American-Canadian historian (born 1949)

John-Paul Himka (Note: Іван-Павло Химка) (born May 18, 1949) is an American-Canadian historian and retired professor of history of the University of Alberta in Edmonton. Himka received his BA in Byzantine-Slavonic Studies and Ph.D. in History from the University of Michigan in 1971 and 1977 respectively. The title of his Ph.D. dissertation was Polish and Ukrainian Socialism: Austria, 1867–1890. As a historian, Himka was a Marxist in the 1970s–1980s but became influenced by postmodernism in the 1990s. In 2012, he defined his methodology in history as "eclectic".

==Life==
Himka is of mixed ethnic background, Ukrainian (on father's side) and Italian (on mother's). Initially, he wanted to become a Greek Catholic priest and studied at St. Basil Seminary in Stamford, Connecticut. However, due to the radicalization of his political views to the left by the end of the 1960s he did not pursue that vocation.

==Career==

Beginning in 1977, he taught at University of Alberta, Department of History and Classics. He became full Professor in 1992 and retired from the university in 2014. Himka is the recipient of several awards and fellowships, most notably the Rutherford Award for Excellence in Undergraduate Teaching in 2006, the Philip Lawson Award for Excellence in Teaching, and the J. Gordin Kaplan Award for Research Excellence. He served as co-editor of the Encyclopedia of Ukraine for three volumes devoted to history.

Himka, who traveled to Ukraine to conduct research since 1976, began to work with academics at Lviv University's Department of History. Initially Himka focused on Galicia's social history in the 19th and 20th centuries. The 1988 1000th anniversary of the Christianization of Rus' kindled his interest in the history of the Greek Catholic Church and the influence of the church on the development of Ukrainian nationalism. In 2002 he researched socialism in Habsburg Galicia, a formerly autonomous region in Western Ukraine, sacred culture of the Eastern Slavs (on iconography in particular) and the Holocaust in Ukraine. Since the late 1990s his contention with what he calls Ukrainian "nationalist historical myths" became subject of increasing, sometimes heated, debates both in Ukraine and Ukrainian Diaspora (especially in North America). Himka challenged the interpretation of Holodomor as a genocide and the view that Ukrainian nationalism and nationalists played no or almost no role in the Holocaust in Ukraine. He also opposed official glorification of such nationalistic heroes as Roman Shukhevych and Stepan Bandera in Ukraine during the presidency of Viktor Yushchenko.
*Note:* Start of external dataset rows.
mod common;

use assert_matches::assert_matches;
use chrono::{Duration, Utc};
use common::TestContext;
use stockflow::{
    entities::audit_ledger::TransactionType,
    errors::ServiceError,
    services::{
        audit_ledger::LedgerFilter,
        delivery_orders::{CreateDeliveryOrderInput, DeliveryItemInput},
        internal_transfers::{CreateTransferInput, TransferItemInput},
        stock_adjustments::{AdjustmentItemInput, CreateAdjustmentInput},
    },
};
use uuid::Uuid;

/// Receipt, delivery, transfer and adjustment against one product.
async fn run_mixed_flows(ctx: &TestContext, product_id: Uuid, main: Uuid, annex: Uuid) {
    ctx.seed(product_id, main, 20).await;

    let order = ctx
        .services
        .delivery_orders
        .create(
            CreateDeliveryOrderInput {
                warehouse_id: main,
                customer: None,
                scheduled_date: None,
                notes: None,
                items: vec![DeliveryItemInput {
                    product_id,
                    quantity: 6,
                }],
            },
            ctx.user_id,
        )
        .await
        .unwrap();
    ctx.services
        .delivery_orders
        .validate(order.order.id, ctx.user_id)
        .await
        .unwrap();

    let transfer = ctx
        .services
        .internal_transfers
        .create(
            CreateTransferInput {
                from_warehouse_id: main,
                to_warehouse_id: annex,
                scheduled_date: None,
                notes: None,
                items: vec![TransferItemInput {
                    product_id,
                    quantity: 5,
                }],
            },
            ctx.user_id,
        )
        .await
        .unwrap();
    ctx.services
        .internal_transfers
        .validate(transfer.transfer.id, ctx.user_id)
        .await
        .unwrap();

    let adjustment = ctx
        .services
        .stock_adjustments
        .create(
            CreateAdjustmentInput {
                warehouse_id: main,
                reason: None,
                notes: None,
                items: vec![AdjustmentItemInput {
                    product_id,
                    warehouse_id: None,
                    adjusted_quantity: 7,
                }],
            },
            ctx.user_id,
        )
        .await
        .unwrap();
    ctx.services
        .stock_adjustments
        .validate(adjustment.adjustment.id, ctx.user_id)
        .await
        .unwrap();
}

#[tokio::test]
async fn ledger_replays_to_stored_quantity_everywhere() {
    let ctx = TestContext::new().await;
    let product = ctx.product("CABLE-1").await;
    let main = ctx.warehouse("Main").await;
    let annex = ctx.warehouse("Annex").await;
    run_mixed_flows(&ctx, product.id, main.id, annex.id).await;

    assert_eq!(ctx.level(product.id, main.id).await.quantity, 7);
    assert_eq!(ctx.level(product.id, annex.id).await.quantity, 5);

    for warehouse_id in [main.id, annex.id] {
        let reconciliation = ctx
            .services
            .stock_levels
            .reconcile(product.id, warehouse_id)
            .await
            .unwrap();
        assert!(reconciliation.is_consistent(), "{:?}", reconciliation);
    }

    let (rows, total) = ctx
        .services
        .audit_ledger
        .list(LedgerFilter::default(), 1, Some(100))
        .await
        .unwrap();
    assert_eq!(total, 5);
    for row in &rows {
        assert_eq!(row.quantity_after, row.quantity_before + row.quantity_change);
    }
}

#[tokio::test]
async fn filters_narrow_the_history() {
    let ctx = TestContext::new().await;
    let product = ctx.product("CABLE-2").await;
    let main = ctx.warehouse("Main").await;
    let annex = ctx.warehouse("Annex").await;
    run_mixed_flows(&ctx, product.id, main.id, annex.id).await;

    let (annex_rows, annex_total) = ctx
        .services
        .audit_ledger
        .list(
            LedgerFilter {
                warehouse_id: Some(annex.id),
                ..Default::default()
            },
            1,
            Some(50),
        )
        .await
        .unwrap();
    assert_eq!(annex_total, 1);
    assert_eq!(annex_rows[0].transaction_type, TransactionType::TransferIn);

    let (deliveries, _) = ctx
        .services
        .audit_ledger
        .list(
            LedgerFilter {
                transaction_type: Some(TransactionType::Delivery),
                ..Default::default()
            },
            1,
            Some(50),
        )
        .await
        .unwrap();
    assert_eq!(deliveries.len(), 1);
    assert_eq!(deliveries[0].quantity_change, -6);

    let (future, future_total) = ctx
        .services
        .audit_ledger
        .list(
            LedgerFilter {
                from: Some(Utc::now() + Duration::hours(1)),
                ..Default::default()
            },
            1,
            Some(50),
        )
        .await
        .unwrap();
    assert!(future.is_empty());
    assert_eq!(future_total, 0);

    let (recent, _) = ctx
        .services
        .audit_ledger
        .list(
            LedgerFilter {
                product_id: Some(product.id),
                from: Some(Utc::now() - Duration::hours(1)),
                to: Some(Utc::now() + Duration::hours(1)),
                ..Default::default()
            },
            1,
            Some(50),
        )
        .await
        .unwrap();
    assert_eq!(recent.len(), 5);
}

#[tokio::test]
async fn pages_are_newest_first_and_bounded() {
    let ctx = TestContext::new().await;
    let product = ctx.product("CABLE-3").await;
    let main = ctx.warehouse("Main").await;
    let annex = ctx.warehouse("Annex").await;
    run_mixed_flows(&ctx, product.id, main.id, annex.id).await;

    let (first, total) = ctx
        .services
        .audit_ledger
        .list(LedgerFilter::default(), 1, Some(2))
        .await
        .unwrap();
    let (last, _) = ctx
        .services
        .audit_ledger
        .list(LedgerFilter::default(), 3, Some(2))
        .await
        .unwrap();
    assert_eq!(total, 5);
    assert_eq!(first.len(), 2);
    assert_eq!(last.len(), 1);
    assert!(first[0].timestamp >= first[1].timestamp);
    assert!(first[1].timestamp >= last[0].timestamp);
    assert_eq!(last[0].transaction_type, TransactionType::Receipt);

    assert_matches!(
        ctx.services
            .audit_ledger
            .list(LedgerFilter::default(), 0, Some(10))
            .await,
        Err(ServiceError::ValidationError(_))
    );
    assert_matches!(
        ctx.services
            .audit_ledger
            .list(LedgerFilter::default(), 1, Some(1001))
            .await,
        Err(ServiceError::ValidationError(_))
    );

    let now = Utc::now();
    assert_matches!(
        ctx.services
            .audit_ledger
            .list(
                LedgerFilter {
                    from: Some(now),
                    to: Some(now - Duration::minutes(1)),
                    ..Default::default()
                },
                1,
                None,
            )
            .await,
        Err(ServiceError::ValidationError(_))
    );
}

#[tokio::test]
async fn low_stock_reports_products_at_or_below_reorder_point() {
    let ctx = TestContext::new().await;
    let scarce = ctx.product_with_reorder_point("SCARCE-1", 10).await;
    let plenty = ctx.product_with_reorder_point("PLENTY-1", 10).await;
    let untouched = ctx.product_with_reorder_point("NEVER-1", 0).await;
    let main = ctx.warehouse("Main").await;
    let annex = ctx.warehouse("Annex").await;

    ctx.seed(scarce.id, main.id, 4).await;
    ctx.seed(scarce.id, annex.id, 3).await;
    ctx.seed(plenty.id, main.id, 25).await;

    let low = ctx.services.stock_levels.low_stock().await.unwrap();
    let skus: Vec<&str> = low.iter().map(|item| item.sku.as_str()).collect();
    assert_eq!(skus, vec!["NEVER-1", "SCARCE-1"]);

    let scarce_row = low.iter().find(|item| item.product_id == scarce.id).unwrap();
    assert_eq!(scarce_row.on_hand, 7);
    assert_eq!(scarce_row.reserved, 0);
    assert!(low.iter().all(|item| item.product_id != plenty.id));
    assert!(low.iter().any(|item| item.product_id == untouched.id && item.on_hand == 0));

    let per_product = ctx
        .services
        .stock_levels
        .list_for_product(scarce.id)
        .await
        .unwrap();
    assert_eq!(per_product.len(), 2);
    let per_warehouse = ctx
        .services
        .stock_levels
        .list_for_warehouse(main.id)
        .await
        .unwrap();
    assert_eq!(per_warehouse.len(), 2);
}
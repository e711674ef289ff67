use axum::{
    http::StatusCode,
    response::{IntoResponse, Response},
    Json,
};
use sea_orm::error::DbErr;
use serde::{Deserialize, Serialize};
use uuid::Uuid;

/// Error body returned to HTTP callers.
#[derive(Debug, Serialize, Deserialize)]
pub struct ErrorResponse {
    /// HTTP status category (e.g., "Not Found", "Bad Request")
    pub error: String,
    /// Human-readable error description
    pub message: String,
    /// ISO 8601 timestamp when the error occurred
    pub timestamp: String,
}

#[derive(Debug, thiserror::Error, Serialize)]
pub enum ServiceError {
    #[error("Database error: {0}")]
    DatabaseError(
        #[from]
        #[serde(skip)]
        sea_orm::error::DbErr,
    ),

    #[error("Not found: {0}")]
    NotFound(String),

    #[error("Validation error: {0}")]
    ValidationError(String),

    #[error("Bad request: {0}")]
    BadRequest(String),

    #[error("Invalid state transition: {0}")]
    InvalidStateTransition(String),

    #[error("Invalid operation: {0}")]
    InvalidOperation(String),

    #[error("{0}")]
    InsufficientStock(String),

    #[error("Conflict: {0}")]
    Conflict(String),

    #[error("Concurrent modification: {0}")]
    ConcurrentModification(Uuid),

    #[error("Event error: {0}")]
    EventError(String),

    #[error("Internal error: {0}")]
    InternalError(String),

    #[error("Other error: {0}")]
    Other(
        #[from]
        #[serde(skip)]
        anyhow::Error,
    ),
}

impl From<validator::ValidationErrors> for ServiceError {
    fn from(err: validator::ValidationErrors) -> Self {
        ServiceError::ValidationError(err.to_string())
    }
}

pub trait IntoDbErr {
    fn into_db_err(self) -> DbErr;
}

impl IntoDbErr for DbErr {
    fn into_db_err(self) -> DbErr {
        self
    }
}

impl IntoDbErr for String {
    fn into_db_err(self) -> DbErr {
        DbErr::Custom(self)
    }
}

impl IntoDbErr for &str {
    fn into_db_err(self) -> DbErr {
        DbErr::Custom(self.to_string())
    }
}

impl ServiceError {
    /// Generic constructor that normalizes any supported database error input.
    pub fn db_error<E: IntoDbErr>(error: E) -> Self {
        ServiceError::DatabaseError(error.into_db_err())
    }

    /// Stock shortfall, always carrying both sides of the comparison.
    pub fn insufficient_stock(available: i32, requested: i32) -> Self {
        ServiceError::InsufficientStock(format!(
            "Insufficient stock. Available: {}, Requested: {}",
            available, requested
        ))
    }

    pub fn invalid_transition(
        document: &str,
        number: &str,
        action: &str,
        status: impl std::fmt::Display,
    ) -> Self {
        ServiceError::InvalidStateTransition(format!(
            "Cannot {} {} {} in status {}",
            action, document, number, status
        ))
    }

    /// Returns the HTTP status code for this error.
    /// This is the single source of truth for error-to-status mapping.
    pub fn status_code(&self) -> StatusCode {
        match self {
            Self::NotFound(_) => StatusCode::NOT_FOUND,
            Self::ValidationError(_)
            | Self::BadRequest(_)
            | Self::InvalidStateTransition(_)
            | Self::InvalidOperation(_)
            | Self::InsufficientStock(_) => StatusCode::BAD_REQUEST,
            Self::Conflict(_) | Self::ConcurrentModification(_) => StatusCode::CONFLICT,
            Self::DatabaseError(_)
            | Self::EventError(_)
            | Self::InternalError(_)
            | Self::Other(_) => StatusCode::INTERNAL_SERVER_ERROR,
        }
    }

    /// Returns the error message suitable for HTTP responses.
    /// Internal errors return generic messages to avoid leaking implementation details.
    pub fn response_message(&self) -> String {
        match self {
            Self::DatabaseError(_) => "Database error".to_string(),
            Self::EventError(_) | Self::InternalError(_) | Self::Other(_) => {
                "Internal server error".to_string()
            }
            Self::ConcurrentModification(id) => {
                format!("Concurrent modification for ID {}", id)
            }
            _ => self.to_string(),
        }
    }

    /// Whether retrying the whole operation can succeed without caller changes.
    pub fn is_retryable(&self) -> bool {
        matches!(
            self,
            Self::DatabaseError(_) | Self::ConcurrentModification(_)
        )
    }
}

impl IntoResponse for ServiceError {
    fn into_response(self) -> Response {
        let status = self.status_code();
        let err = ErrorResponse {
            error: status.canonical_reason().unwrap_or("Error").to_string(),
            message: self.response_message(),
            timestamp: chrono::Utc::now().to_rfc3339(),
        };

        (status, Json(err)).into_response()
    }
}
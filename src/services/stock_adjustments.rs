//! Stock corrections: DRAFT -> WAITING -> READY -> DONE, or CANCELED.
//!
//! Each line carries a counted target quantity. The on-hand snapshot taken
//! at create/update time is informational; `validate` re-reads the quantity
//! under lock and books the real difference.

use chrono::Utc;
use sea_orm::{
    ActiveModelTrait, ColumnTrait, ConnectionTrait, DatabaseConnection, DatabaseTransaction,
    EntityTrait, QueryFilter, QueryOrder, QuerySelect, Set, TransactionTrait,
};
use serde::{Deserialize, Serialize};
use serde_json::json;
use std::collections::BTreeSet;
use std::sync::Arc;
use tracing::{info, instrument};
use uuid::Uuid;
use validator::Validate;

use super::catalog::{require_active_warehouse, require_products};
use super::document_number::{self, DocumentPrefix};
use super::stock_movement::{self, LedgerEntry};
use super::validate_lines;
use crate::entities::audit_ledger::TransactionType;
use crate::entities::stock_adjustment::{self, AdjustmentStatus, Entity as StockAdjustment};
use crate::entities::stock_adjustment_item::{self, Entity as StockAdjustmentItem};
use crate::entities::stock_level::{self, Entity as StockLevel};
use crate::errors::ServiceError;
use crate::events::{DocumentKind, Event, EventSender};
use crate::metrics;

const DOCUMENT: &str = "stock adjustment";
const METRIC_LABEL: &str = "stock_adjustment";

#[derive(Debug, Clone, Serialize, Deserialize, Validate)]
pub struct AdjustmentItemInput {
    pub product_id: Uuid,
    /// Overrides the document warehouse for this line.
    pub warehouse_id: Option<Uuid>,
    #[validate(range(min = 0, message = "Adjusted quantity cannot be negative"))]
    pub adjusted_quantity: i32,
}

#[derive(Debug, Clone, Serialize, Deserialize, Validate)]
pub struct CreateAdjustmentInput {
    pub warehouse_id: Uuid,
    pub reason: Option<String>,
    pub notes: Option<String>,
    #[validate(length(min = 1, message = "Adjustment must have at least one item"))]
    pub items: Vec<AdjustmentItemInput>,
}

/// Fields left as `None` are kept; `items`, when given, replaces the whole
/// set and is snapshotted against current stock.
#[derive(Debug, Clone, Default, Serialize, Deserialize, Validate)]
pub struct UpdateAdjustmentInput {
    pub reason: Option<String>,
    pub notes: Option<String>,
    #[validate(length(min = 1, message = "Adjustment must have at least one item"))]
    pub items: Option<Vec<AdjustmentItemInput>>,
}

#[derive(Debug, Clone, Serialize, Deserialize)]
pub struct AdjustmentWithItems {
    #[serde(flatten)]
    pub adjustment: stock_adjustment::Model,
    pub items: Vec<stock_adjustment_item::Model>,
}

#[derive(Clone)]
pub struct StockAdjustmentService {
    db_pool: Arc<DatabaseConnection>,
    event_sender: Arc<EventSender>,
}

impl StockAdjustmentService {
    pub fn new(db_pool: Arc<DatabaseConnection>, event_sender: Arc<EventSender>) -> Self {
        Self {
            db_pool,
            event_sender,
        }
    }

    #[instrument(skip(self, input), fields(warehouse_id = %input.warehouse_id))]
    pub async fn create(
        &self,
        input: CreateAdjustmentInput,
        user_id: Uuid,
    ) -> Result<AdjustmentWithItems, ServiceError> {
        input.validate()?;
        validate_lines(&input.items)?;

        let txn = self.db_pool.begin().await?;
        require_active_warehouse(&txn, input.warehouse_id).await?;

        let now = Utc::now();
        let adjustment = stock_adjustment::ActiveModel {
            id: Set(Uuid::new_v4()),
            adjustment_number: Set(document_number::generate(DocumentPrefix::StockAdjustment)),
            warehouse_id: Set(input.warehouse_id),
            reason: Set(input.reason),
            status: Set(AdjustmentStatus::Draft),
            created_by: Set(user_id),
            validated_by: Set(None),
            validated_at: Set(None),
            notes: Set(input.notes),
            created_at: Set(now),
            updated_at: Set(now),
        }
        .insert(&txn)
        .await?;

        let items = snapshot_and_insert(&txn, &adjustment, &input.items).await?;
        txn.commit().await?;

        info!(
            adjustment_id = %adjustment.id,
            document_number = %adjustment.adjustment_number,
            items = items.len(),
            "Stock adjustment created"
        );
        Ok(AdjustmentWithItems { adjustment, items })
    }

    #[instrument(skip(self, input))]
    pub async fn update(
        &self,
        id: Uuid,
        input: UpdateAdjustmentInput,
    ) -> Result<AdjustmentWithItems, ServiceError> {
        input.validate()?;
        if let Some(items) = &input.items {
            validate_lines(items)?;
        }

        let txn = self.db_pool.begin().await?;
        let adjustment = lock_adjustment(&txn, id).await?;
        if adjustment.status != AdjustmentStatus::Draft {
            return Err(ServiceError::invalid_transition(
                DOCUMENT,
                &adjustment.adjustment_number,
                "update",
                adjustment.status,
            ));
        }

        let mut active: stock_adjustment::ActiveModel = adjustment.into();
        if let Some(reason) = input.reason {
            active.reason = Set(Some(reason));
        }
        if let Some(notes) = input.notes {
            active.notes = Set(Some(notes));
        }
        active.updated_at = Set(Utc::now());
        let adjustment = active.update(&txn).await?;

        let items = match input.items {
            Some(new_items) => {
                StockAdjustmentItem::delete_many()
                    .filter(stock_adjustment_item::Column::AdjustmentId.eq(id))
                    .exec(&txn)
                    .await?;
                snapshot_and_insert(&txn, &adjustment, &new_items).await?
            }
            None => load_items(&txn, id).await?,
        };
        txn.commit().await?;

        info!(document_number = %adjustment.adjustment_number, "Stock adjustment updated");
        Ok(AdjustmentWithItems { adjustment, items })
    }

    /// Moves DRAFT -> WAITING -> READY. No stock effect.
    #[instrument(skip(self))]
    pub async fn advance(&self, id: Uuid) -> Result<stock_adjustment::Model, ServiceError> {
        let txn = self.db_pool.begin().await?;
        let adjustment = lock_adjustment(&txn, id).await?;
        let next = adjustment.status.next().ok_or_else(|| {
            ServiceError::invalid_transition(
                DOCUMENT,
                &adjustment.adjustment_number,
                "advance",
                adjustment.status,
            )
        })?;

        let mut active: stock_adjustment::ActiveModel = adjustment.into();
        active.status = Set(next);
        active.updated_at = Set(Utc::now());
        let adjustment = active.update(&txn).await?;
        txn.commit().await?;

        info!(document_number = %adjustment.adjustment_number, status = %adjustment.status, "Stock adjustment advanced");
        Ok(adjustment)
    }

    /// Forces each line's stock to its counted quantity.
    ///
    /// The ledger records the difference against the quantity found under
    /// lock, which is also written back onto the line.
    #[instrument(skip(self))]
    pub async fn validate(
        &self,
        id: Uuid,
        user_id: Uuid,
    ) -> Result<AdjustmentWithItems, ServiceError> {
        let txn = self.db_pool.begin().await?;
        let adjustment = lock_adjustment(&txn, id).await?;
        if adjustment.status.is_terminal() {
            return Err(ServiceError::invalid_transition(
                DOCUMENT,
                &adjustment.adjustment_number,
                "validate",
                adjustment.status,
            ));
        }

        let items = load_items(&txn, id).await?;
        if items.is_empty() {
            return Err(ServiceError::BadRequest(format!(
                "Stock adjustment {} has no items",
                adjustment.adjustment_number
            )));
        }

        let mut booked = Vec::with_capacity(items.len());
        for item in items {
            let change = stock_movement::set_quantity(
                &txn,
                item.product_id,
                item.warehouse_id,
                item.adjusted_quantity,
            )
            .await?;

            if change.quantity_before != item.current_quantity {
                info!(
                    document_number = %adjustment.adjustment_number,
                    product_id = %item.product_id,
                    snapshot = item.current_quantity,
                    actual = change.quantity_before,
                    "Stock moved since the adjustment snapshot; booking the actual difference"
                );
            }

            stock_movement::record_ledger(
                &txn,
                LedgerEntry {
                    transaction_type: TransactionType::Adjustment,
                    document_id: adjustment.id,
                    document_number: &adjustment.adjustment_number,
                    product_id: item.product_id,
                    warehouse_id: item.warehouse_id,
                    change,
                    user_id,
                    metadata: Some(json!({
                        "item_id": item.id,
                        "reason": adjustment.reason,
                        "snapshot_quantity": item.current_quantity,
                        "adjusted_quantity": item.adjusted_quantity,
                    })),
                },
            )
            .await?;

            let mut active: stock_adjustment_item::ActiveModel = item.into();
            active.current_quantity = Set(change.quantity_before);
            active.difference = Set(change.delta());
            active.updated_at = Set(Utc::now());
            booked.push(active.update(&txn).await?);
        }

        let now = Utc::now();
        let mut active: stock_adjustment::ActiveModel = adjustment.into();
        active.status = Set(AdjustmentStatus::Done);
        active.validated_by = Set(Some(user_id));
        active.validated_at = Set(Some(now));
        active.updated_at = Set(now);
        let adjustment = active.update(&txn).await?;

        txn.commit().await?;
        metrics::record_validated(METRIC_LABEL);

        let net_change: i64 = booked.iter().map(|i| i64::from(i.difference)).sum();
        info!(
            document_number = %adjustment.adjustment_number,
            items = booked.len(),
            net_change,
            "Stock adjustment validated"
        );

        let warehouse_ids: BTreeSet<Uuid> = booked.iter().map(|i| i.warehouse_id).collect();
        self.event_sender
            .send_or_log(Event::AdjustmentValidated {
                adjustment_id: adjustment.id,
                adjustment_number: adjustment.adjustment_number.clone(),
                warehouse_ids: warehouse_ids.into_iter().collect(),
                product_ids: booked.iter().map(|i| i.product_id).collect(),
                net_change,
                validated_at: now,
            });

        Ok(AdjustmentWithItems {
            adjustment,
            items: booked,
        })
    }

    #[instrument(skip(self))]
    pub async fn cancel(&self, id: Uuid) -> Result<stock_adjustment::Model, ServiceError> {
        let txn = self.db_pool.begin().await?;
        let adjustment = lock_adjustment(&txn, id).await?;
        if adjustment.status.is_terminal() {
            return Err(ServiceError::invalid_transition(
                DOCUMENT,
                &adjustment.adjustment_number,
                "cancel",
                adjustment.status,
            ));
        }

        let mut active: stock_adjustment::ActiveModel = adjustment.into();
        active.status = Set(AdjustmentStatus::Canceled);
        active.updated_at = Set(Utc::now());
        let adjustment = active.update(&txn).await?;
        txn.commit().await?;
        metrics::record_cancelled(METRIC_LABEL);

        info!(document_number = %adjustment.adjustment_number, "Stock adjustment cancelled");
        self.event_sender
            .send_or_log(Event::DocumentCancelled {
                kind: DocumentKind::StockAdjustment,
                document_id: adjustment.id,
                document_number: adjustment.adjustment_number.clone(),
            });

        Ok(adjustment)
    }

    pub async fn get(&self, id: Uuid) -> Result<AdjustmentWithItems, ServiceError> {
        let db = &*self.db_pool;
        let adjustment = StockAdjustment::find_by_id(id)
            .one(db)
            .await?
            .ok_or_else(|| ServiceError::NotFound(format!("Stock adjustment {} not found", id)))?;
        let items = load_items(db, id).await?;
        Ok(AdjustmentWithItems { adjustment, items })
    }

    pub async fn list(
        &self,
        status: Option<AdjustmentStatus>,
    ) -> Result<Vec<stock_adjustment::Model>, ServiceError> {
        let mut query = StockAdjustment::find();
        if let Some(status) = status {
            query = query.filter(stock_adjustment::Column::Status.eq(status));
        }
        Ok(query
            .order_by_desc(stock_adjustment::Column::CreatedAt)
            .all(&*self.db_pool)
            .await?)
    }
}

async fn lock_adjustment(
    txn: &DatabaseTransaction,
    id: Uuid,
) -> Result<stock_adjustment::Model, ServiceError> {
    StockAdjustment::find_by_id(id)
        .lock_exclusive()
        .one(txn)
        .await?
        .ok_or_else(|| ServiceError::NotFound(format!("Stock adjustment {} not found", id)))
}

async fn load_items<C>(
    conn: &C,
    adjustment_id: Uuid,
) -> Result<Vec<stock_adjustment_item::Model>, ServiceError>
where
    C: ConnectionTrait,
{
    Ok(StockAdjustmentItem::find()
        .filter(stock_adjustment_item::Column::AdjustmentId.eq(adjustment_id))
        .order_by_asc(stock_adjustment_item::Column::Position)
        .all(conn)
        .await?)
}

/// Snapshots current on-hand (0 when no stock row exists) and the difference to the target.
async fn snapshot_and_insert(
    txn: &DatabaseTransaction,
    adjustment: &stock_adjustment::Model,
    lines: &[AdjustmentItemInput],
) -> Result<Vec<stock_adjustment_item::Model>, ServiceError> {
    let product_ids: Vec<Uuid> = lines.iter().map(|l| l.product_id).collect();
    require_products(txn, &product_ids).await?;

    let overrides: BTreeSet<Uuid> = lines
        .iter()
        .filter_map(|l| l.warehouse_id)
        .filter(|w| *w != adjustment.warehouse_id)
        .collect();
    for warehouse_id in overrides {
        require_active_warehouse(txn, warehouse_id).await?;
    }

    let now = Utc::now();
    let mut items = Vec::with_capacity(lines.len());
    for (position, line) in lines.iter().enumerate() {
        let warehouse_id = line.warehouse_id.unwrap_or(adjustment.warehouse_id);
        let current = StockLevel::find()
            .filter(stock_level::Column::ProductId.eq(line.product_id))
            .filter(stock_level::Column::WarehouseId.eq(warehouse_id))
            .one(txn)
            .await?
            .map(|level| level.quantity)
            .unwrap_or(0);
        let difference = line.adjusted_quantity.checked_sub(current).ok_or_else(|| {
            ServiceError::InvalidOperation(format!(
                "Stock quantity out of range: {} to {} overflows",
                current, line.adjusted_quantity
            ))
        })?;

        let item = stock_adjustment_item::ActiveModel {
            id: Set(Uuid::new_v4()),
            adjustment_id: Set(adjustment.id),
            product_id: Set(line.product_id),
            warehouse_id: Set(warehouse_id),
            position: Set(position as i32),
            current_quantity: Set(current),
            adjusted_quantity: Set(line.adjusted_quantity),
            difference: Set(difference),
            created_at: Set(now),
            updated_at: Set(now),
        }
        .insert(txn)
        .await?;
        items.push(item);
    }
    Ok(items)
}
The fundamental point of contention between the adherents of the national myth and me is whether or not the Organization of Ukrainian Nationalists (hereafter OUN) and its armed force, the Ukrainian Insurgent Army (hereafter UPA, from its Ukrainian initials) participated in the Holocaust. They deny this entirely. My research indicates, however, as does the research of scholars around the world, that the participation was significant.
— John-Paul Himka

In his 1996 article, Krakivski visti and the Jews, 1943: A Contribution to the History of Ukrainian-Jewish Relations during the Second World War, published in the Journal of Ukrainian Studies, based on earlier Ukrainian-language versions presented in 1991 in Kyiv and 1993 in Jerusalem at Ukrainian-Jewish relations conferences, Himka wrote that the history of Ukrainian-Jewish relations during WWII remained surprisingly underinvestigated. Himka cited Raul Hilberg's "monumental study", The Destruction of the European Jews as the source used by historians. In response to this lacuna, Himka presented his detailed study of the publishing of a series of antisemitic articles in 1943 in the "flagship of Ukrainian journalism under Nazi occupation," Krakov's daily newspaper Krakivs'ki Visti. The primary sources for his study included the articles as well as the records of the Krakivs'ki Visti maintained by Ukrainian-Canadian Michael Chomiak, who was born in Ukraine in the 1910s as Mykhailo Khomiak and changed his name to Michael Chomiak when he emigrated to Canada at the end of WWII. The Provincial Archives of Alberta acquired Chomiak's records in 1985 following Chomiak's death. He was the chief editor of Krakivs'ki Visti from 1940 to 1945. Himka is his son-in-law. Himka described how Krakivs'ki Visti "played an important and, generally, positive role in Ukrainian life," "serving as a buffer between the German occupation authorities and the population of the Generalgouvernement." In response to a May 1943 order by the German press chief, the newspaper published antisemitic articles from May 25 through July which were received negatively by the Ukrainian intelligentsia in general.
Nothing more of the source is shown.